Bij alle operaties kunnen complicaties optreden. Zij kunnen klein en hinderlijk zijn zoals bijvoorbeeld een ontsteking van een ader waar een infuus in zit of een urineweginfectie. Ook longontstekingen en littekenbreuken komen voor, maar zijn zeldzaam. Wondinfecties kunnen eerder voorkomen bij de verwijdering van een ontstoken galblaas. De wond wordt regelmatig geïnspecteerd om te kijken of er geen infecties optreden. De hechtingen kunnen meestal na tien of twaalf dagen worden verwijderd.
Een ernstige complicatie is bijvoorbeeld een beschadiging van de galwegen. Dit gebeurt slechts zeer zelden.
Eten en drinken
Eten of drinken mag u vlak na de operatie nog niet.

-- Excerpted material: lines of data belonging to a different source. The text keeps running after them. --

use chrono::{DateTime, Utc};
use serde::{Deserialize, Serialize};

use crate::geo::Coordinate;

pub type OrderId = i64;

#[derive(Debug, Clone, Copy, PartialEq, Eq, Serialize, Deserialize)]
#[serde(rename_all = "snake_case")]
pub enum OrderStatus {
    Pending,
    Preparing,
    Assigned,
    Delivering,
    Delivered,
    Cancelled,
}

/// Structured delivery address, persisted as a JSON column.
#[derive(Debug, Clone, PartialEq, Serialize, Deserialize)]
pub struct DeliveryAddress {
    pub address: String,
    pub postal_code: String,
    pub city: String,
    pub country: String,
}

/// Item inventory, persisted as a JSON column. `food` drives capacity
/// accounting (§4.3); `drink` is carried through untouched.
#[derive(Debug, Clone, Default, PartialEq, Serialize, Deserialize)]
pub struct Items {
    pub food: Vec<String>,
    pub drink: Vec<String>,
}

#[derive(Debug, Clone, PartialEq, Serialize, Deserialize)]
pub struct Order {
    pub id: OrderId,
    pub creator_id: i64,
    pub customer_name: String,
    pub customer_phone: String,
    pub delivery_address: DeliveryAddress,
    pub coordinate: Coordinate,
    pub items: Items,
    /// Minutes, informational only — the readiness estimator supersedes
    /// this (§9 "Open questions": `estimated_prep_time` is legacy/audit
    /// only, never read by `readiness::estimate_ready_time`).
    pub estimated_prep_time: Option<i64>,
    pub desired_delivery_time: DateTime<Utc>,
    pub priority: bool,
    pub status: OrderStatus,
    pub created_at: DateTime<Utc>,
}

impl Order {
    pub fn food_count(&self) -> usize {
        self.items.food.len()
    }
}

Zodra de darmen weer werken mag u wat gaan drinken en als dat goed gaat kan dat worden uitgebreid volgens een bepaald schema. Dat schema verloopt na een conventionele cholecystectomie langzamer dan na een laparoscopische cholecystectomie.
Wanneer kunt u naar huis?
Na een laparoscopische cholecystectomie kunt u soms dezelfde dag maar over het algemeen de volgende dag naar huis. Na een conventionele cholecystectomie is de opnameduur langer. Van belang daarbij is of u koortsvrij bent, of de ontlasting weer normaal verloopt en de wond rustig is, dat wil zeggen er goed uit ziet en of u zich weer goed kunt verplaatsen.
Wat u moet weten als u weer thuis bent
- Vermoeienissen die de patiënt thuis te wachten staan worden vaak onderschat. Ga daarom na wie er in uw directe omgeving kan helpen. Wanneer u het rustig aan doet, zult u merken dat u geleidelijk meer aan kunt. Met alle bewegingen en activiteiten die pijnlijk zijn, moet u de eerst tijd na het ontslag voorzichtig aan doen. Wanneer de wond genezen is, mag u alle normale activiteiten weer hervatten. Meestal kunt u drie weken na het ontslag weer werken. Zwaar lichamelijk werk kan echter pas na zes weken worden hervat. Heeft u een laparoscopische cholecystectomie ondergaan dan kunt u meestal eerder weer aan het werk.
- U hoeft geen vetarm dieet te volgen. Met grote hoeveelheden vet tegelijkertijd moet u echter nog voorzichtig zijn. Probeer steeds meer uit wat u kunt verdragen. Heeft u klachten na gebruik van bepaalde voedingsmiddelen laat deze dan weg en probeer het later nog eens. Het is de bedoeling dat u na korte tijd weer eet wat u gewend was.
- De wond heeft geen speciale verzorging nodig. U kunt zich gewoon wassen of douchen.
- Voor een controlebezoek aan de polikliniek krijgt u bij ontslag een afspraak mee.
Wat u moet weten als u weer thuis bent
Het verwijderen van de galblaas is een van de meest voorkomende operaties. Op welke manier het bij u gedaan wordt, een conventionele operatie of een laparoscopische cholecystectomie, is in wezen niet belangrijk. Deze ingrepen worden niet als gevaarlijk of riskant beschouwd bij mensen die verder gezond zijn. Nadat u deze brochure heeft gelezen, heeft u misschien nog vragen. U kunt deze altijd stellen aan de chirurg of aan de verpleegkundigen.